> [PROBLEM TO SOLVE] Starting at the line that holds "filename crates/quarry-importer/src/error.rs" and stopping at the line that holds "pub type Result<T>", restate the records below word for word, with both of those lines included.

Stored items
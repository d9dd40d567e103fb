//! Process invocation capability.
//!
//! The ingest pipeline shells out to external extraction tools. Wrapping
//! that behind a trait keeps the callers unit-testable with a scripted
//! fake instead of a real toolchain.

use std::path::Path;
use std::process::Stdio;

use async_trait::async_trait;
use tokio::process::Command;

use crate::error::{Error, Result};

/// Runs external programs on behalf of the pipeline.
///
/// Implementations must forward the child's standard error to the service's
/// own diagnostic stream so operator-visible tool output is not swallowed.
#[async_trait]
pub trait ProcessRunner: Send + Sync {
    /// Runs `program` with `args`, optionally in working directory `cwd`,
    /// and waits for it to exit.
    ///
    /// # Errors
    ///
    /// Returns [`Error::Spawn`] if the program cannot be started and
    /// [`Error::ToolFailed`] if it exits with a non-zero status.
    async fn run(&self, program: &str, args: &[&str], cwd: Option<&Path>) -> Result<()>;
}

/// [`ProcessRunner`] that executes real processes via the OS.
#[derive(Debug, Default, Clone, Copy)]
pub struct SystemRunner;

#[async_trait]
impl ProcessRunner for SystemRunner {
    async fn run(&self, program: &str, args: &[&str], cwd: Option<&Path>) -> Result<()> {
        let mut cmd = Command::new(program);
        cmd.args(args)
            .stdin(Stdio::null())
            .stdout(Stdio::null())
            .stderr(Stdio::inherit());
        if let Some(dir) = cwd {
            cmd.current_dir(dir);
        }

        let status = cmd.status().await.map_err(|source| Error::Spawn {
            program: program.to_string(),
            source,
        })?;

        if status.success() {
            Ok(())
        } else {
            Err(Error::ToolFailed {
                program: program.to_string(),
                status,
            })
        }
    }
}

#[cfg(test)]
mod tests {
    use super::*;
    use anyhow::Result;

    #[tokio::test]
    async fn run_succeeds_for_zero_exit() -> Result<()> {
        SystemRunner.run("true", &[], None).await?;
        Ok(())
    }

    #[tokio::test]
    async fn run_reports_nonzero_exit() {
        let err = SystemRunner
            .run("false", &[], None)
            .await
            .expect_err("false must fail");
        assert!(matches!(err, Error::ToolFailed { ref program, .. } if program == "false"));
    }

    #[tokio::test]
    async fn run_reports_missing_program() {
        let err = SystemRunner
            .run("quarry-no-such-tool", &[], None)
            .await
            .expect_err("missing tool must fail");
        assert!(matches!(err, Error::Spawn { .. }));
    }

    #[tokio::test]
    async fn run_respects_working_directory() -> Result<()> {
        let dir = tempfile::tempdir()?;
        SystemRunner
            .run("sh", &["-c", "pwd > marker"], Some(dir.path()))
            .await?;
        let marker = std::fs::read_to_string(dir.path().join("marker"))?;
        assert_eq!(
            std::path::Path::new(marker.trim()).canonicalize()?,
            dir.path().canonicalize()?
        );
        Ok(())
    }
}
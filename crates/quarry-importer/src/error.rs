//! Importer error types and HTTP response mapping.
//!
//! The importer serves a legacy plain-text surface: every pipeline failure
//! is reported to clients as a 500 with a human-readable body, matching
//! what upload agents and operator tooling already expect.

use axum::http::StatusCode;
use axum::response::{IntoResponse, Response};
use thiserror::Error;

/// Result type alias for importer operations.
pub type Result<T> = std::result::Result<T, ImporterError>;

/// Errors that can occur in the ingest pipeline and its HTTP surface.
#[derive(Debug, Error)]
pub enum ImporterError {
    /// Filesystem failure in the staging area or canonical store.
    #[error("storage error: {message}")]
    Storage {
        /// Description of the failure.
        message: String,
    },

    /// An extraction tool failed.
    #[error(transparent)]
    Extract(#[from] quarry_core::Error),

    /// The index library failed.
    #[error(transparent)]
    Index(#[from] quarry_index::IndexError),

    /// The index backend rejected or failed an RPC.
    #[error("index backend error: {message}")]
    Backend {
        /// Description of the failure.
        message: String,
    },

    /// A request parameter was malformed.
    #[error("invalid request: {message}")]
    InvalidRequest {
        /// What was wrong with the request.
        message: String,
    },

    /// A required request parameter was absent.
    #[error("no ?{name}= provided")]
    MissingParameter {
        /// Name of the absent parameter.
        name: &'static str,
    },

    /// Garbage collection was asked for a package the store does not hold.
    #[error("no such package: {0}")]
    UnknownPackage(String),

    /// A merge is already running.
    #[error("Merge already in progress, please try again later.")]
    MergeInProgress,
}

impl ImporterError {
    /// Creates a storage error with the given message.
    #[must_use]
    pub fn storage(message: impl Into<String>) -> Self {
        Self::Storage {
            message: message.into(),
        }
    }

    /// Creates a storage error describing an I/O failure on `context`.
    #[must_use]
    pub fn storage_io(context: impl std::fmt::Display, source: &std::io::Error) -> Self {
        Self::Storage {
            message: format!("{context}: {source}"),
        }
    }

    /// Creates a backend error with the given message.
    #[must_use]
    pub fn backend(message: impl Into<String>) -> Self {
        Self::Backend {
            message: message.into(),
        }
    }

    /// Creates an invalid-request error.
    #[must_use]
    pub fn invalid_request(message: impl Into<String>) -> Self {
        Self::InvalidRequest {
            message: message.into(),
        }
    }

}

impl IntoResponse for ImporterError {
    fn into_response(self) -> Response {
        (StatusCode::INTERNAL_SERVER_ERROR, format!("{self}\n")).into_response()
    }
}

> [WRITTEN SOLUTION]
filename crates/quarry-importer/src/error.rs
//! Importer error types and HTTP response mapping.
//!
//! The importer serves a legacy plain-text surface: every pipeline failure
//! is reported to clients as a 500 with a human-readable body, matching
//! what upload agents and operator tooling already expect.

use axum::http::StatusCode;
use axum::response::{IntoResponse, Response};
use thiserror::Error;

/// Result type alias for importer operations.
pub type Result<T> = std::result::Result<T, ImporterError>;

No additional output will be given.